0. Calculating Receptive Field of CNN
感受野指的是一个特定的 CNN 特征(特征图上的某个点)在输入空间所受影响的区域。一个感受野可以用中信位置和打表来表征。然而,对于一个 CNN 特征来说,感受野中的每一个像素值并不是同等重要。一个像素点越接近感受野中心,它对输出特征的计算所起作用越大。这意味着某一个特征不仅仅是受限在输入图片中某个特定的区域(感受野),并且呈指数级聚焦在区域的中心。感受野的计算公式如下:
$$l_{k} = l_{k-1}+ \left [ (f_{k}-1)*\prod_{i=1}^{k-1}s_{i} \right ]$$
其中 $l_{k-1}$ 为第 $k-1$ 层对应的感受野大小,$f_k$ 为第 $k$ 层的卷积核大小,或者是池化层的池化尺寸大小。
更为细致的解释如下:
The receptive field (RF) lk of layer k is:
$l_{k} = l_{k-1}+ \left [ (f_{k}-1)*\prod_{i=1}^{k-1}s_{i} \right ]$
where $l_{k-1}$ is the receptive field of layer $k−1$, $f_k$ is the filter size (height or width, but assuming they are the same here), and $s_i$ is the stride of layer $i$.

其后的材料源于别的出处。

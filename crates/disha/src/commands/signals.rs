//! Traffic signal handlers.

use tabled::Tabled;

use disha_core::{LiveView, Signal};

use crate::cli::{GlobalOpts, SignalsArgs, SignalsCommand};
use crate::error::CliError;
use crate::output;

use super::util;

#[derive(Tabled)]
pub(crate) struct SignalRow {
    #[tabled(rename = "ID")]
    id: String,
    #[tabled(rename = "Location")]
    location: String,
    #[tabled(rename = "State")]
    state: String,
    #[tabled(rename = "Density")]
    density: String,
    #[tabled(rename = "Updated")]
    updated: String,
}

impl SignalRow {
    pub(crate) fn new(s: &Signal, color: bool) -> Self {
        let density = format!("{}%", s.density);
        Self {
            id: s.id.clone(),
            location: s.location_name.clone(),
            state: output::signal_state(s.state, color),
            density: if s.is_congested() {
                format!("{density} (congested)")
            } else {
                density
            },
            updated: output::timestamp(s.last_updated),
        }
    }
}

pub(crate) fn render_signals(signals: &[Signal], global: &GlobalOpts) -> Result<String, CliError> {
    let color = output::should_color(&global.color_mode());
    output::render_list(
        &global.format(),
        signals,
        |s| SignalRow::new(s, color),
        |s| s.id.clone(),
    )
}

pub async fn handle(view: &LiveView, args: SignalsArgs, global: &GlobalOpts) -> Result<(), CliError> {
    match args.command {
        SignalsCommand::List { congested } => {
            let mut signals = view.fetch_signals().await?;
            if congested {
                signals.retain(Signal::is_congested);
            }
            output::print_output(&render_signals(&signals, global)?, global.quiet);
            Ok(())
        }
        SignalsCommand::Init => {
            util::with_spinner(global, "Seeding signals...", view.initialize_signals()).await?;
            util::status_line(global, "Signals initialized");
            Ok(())
        }
    }
}

#[cfg(test)]
mod tests {
    use disha_core::SignalState;

    use super::*;

    #[test]
    fn congested_signals_are_flagged() {
        let signal = Signal {
            id: "S1".into(),
            location_name: "Silk Board".into(),
            density: 92,
            state: SignalState::Red,
            position: None,
            last_updated: None,
        };
        let row = SignalRow::new(&signal, false);
        assert_eq!(row.density, "92% (congested)");
        assert_eq!(row.state, "RED");
    }
}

The formula above calculates receptive field from bottom up (from layer 1). Intuitively, RF in layer k covers $(f_k−1)∗s_{k−1}$ more pixels relative with layer $k−1$. However, the increment needs to be translated to the first layer, so the increments is a factorial — a stride in layer $k−1$ is exponentially more strides in the lower layers.
1. 举个例子
感受野的计算是逐层进行的,以下表中的网络结构为例。
No. | Layers | Kernel Size | Stride |
---|---|---|---|
1 | Conv1 | 3*3 | 1 |
2 | Pool1 | 2*2 | 2 |
3 | Conv2 | 3*3 | 1 |
4 | Pool2 | 2*2 | 2 |
5 | Conv3 | 3*3 | 1 |
6 | Conv4 | 3*3 | 1 |
7 | Pool3 | 2*2 | 2 |
感受野初始值 $l_0 = 1$,每层的感受野计算过程如下:
$l_0 = 1$
$l_1 = 1 + (3-1) = 3$
$l_2 = 3 + (2-1)*1 = 4$
$l_3 = 4 + (3-1)*1*2 = 8$
$l_4 = 8 + (2-1)*1*2*1 = 10$
$l_5 = 10 + (3-1)*1*2*1*2 = 18$
$l_6 = 18 + (3-1)*1*2*1*2*1 = 26$
$l_7 = 26 + (2-1)*1*2*1*2*1*1 = 30$